▸ Problem requirements: Using the data below, return the stretch from the line that contains "pub fn as_str(&self)" through the line that contains "from a different", both included, exactly as it stands and nothing beyond it.

▸ Exercise data:
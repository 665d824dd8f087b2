use crate::ast::Span;
use std::fmt;

/// Why a set of replacement spans was rejected
#[derive(Debug, Clone, Copy, PartialEq, Eq)]
pub enum SpanErrorKind {
    LengthMismatch,
    Inverted,
    OutOfBounds,
    NotCharBoundary,
    Overlapping,
}

impl SpanErrorKind {
    pub fn as_str(&self) -> &'static str {
        match self {
            SpanErrorKind::LengthMismatch => "Span and replacement counts differ",
            SpanErrorKind::Inverted => "Inverted span",
            SpanErrorKind::OutOfBounds => "Span out of bounds",
            SpanErrorKind::NotCharBoundary => "Span splits a character",
            SpanErrorKind::Overlapping => "Overlapping spans",
        }
    }
}

/// Replacement spans that cannot be applied to the document.
///
/// These are caller errors (for example a span taken from a different
/// document), never a property of the document text itself.
#[derive(Debug, Clone, PartialEq, Eq)]
pub struct InvalidSpanError {
    pub kind: SpanErrorKind,
    pub message: String,
    pub span: Option<Span>,
}

impl InvalidSpanError {
    pub fn new(kind: SpanErrorKind, message: impl Into<String>) -> Self {
        Self {
            kind,
            message: message.into(),
            span: None,
        }
    }

    /// Attach the offending span
    pub fn with_span(mut self, span: Span) -> Self {
        self.span = Some(span);
        self
    }
}

impl fmt::Display for InvalidSpanError {
    fn fmt(&self, f: &mut fmt::Formatter<'_>) -> fmt::Result {
        write!(f, "{}: {}", self.kind.as_str(), self.message)
    }
}

impl std::error::Error for InvalidSpanError {}

/// Error from locating or rewriting URLs
#[derive(Debug)]
pub enum Error {
    InvalidSpan(InvalidSpanError),
    /// Base URL or a reference could not be resolved
    Url { input: String, source: url::ParseError },
}

impl Error {
    pub fn url(input: impl Into<String>, source: url::ParseError) -> Self {
        Error::Url {
            input: input.into(),
            source,
        }
    }
}

impl From<InvalidSpanError> for Error {
    fn from(err: InvalidSpanError) -> Self {
        Error::InvalidSpan(err)
    }
}

impl fmt::Display for Error {
    fn fmt(&self, f: &mut fmt::Formatter<'_>) -> fmt::Result {
        match self {
            Error::InvalidSpan(err) => write!(f, "{}", err),
            Error::Url { input, source } => write!(f, "Cannot resolve URL '{}': {}", input, source),
        }
    }
}

impl std::error::Error for Error {
    fn source(&self) -> Option<&(dyn std::error::Error + 'static)> {
        match self {
            Error::InvalidSpan(err) => Some(err),
            Error::Url { source, .. } => Some(source),
        }
    }
}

▸ Answer to the exercise:
    pub fn as_str(&self) -> &'static str {
        match self {
            SpanErrorKind::LengthMismatch => "Span and replacement counts differ",
            SpanErrorKind::Inverted => "Inverted span",
            SpanErrorKind::OutOfBounds => "Span out of bounds",
            SpanErrorKind::NotCharBoundary => "Span splits a character",
            SpanErrorKind::Overlapping => "Overlapping spans",
        }
    }
}

/// Replacement spans that cannot be applied to the document.
///
/// These are caller errors (for example a span taken from a different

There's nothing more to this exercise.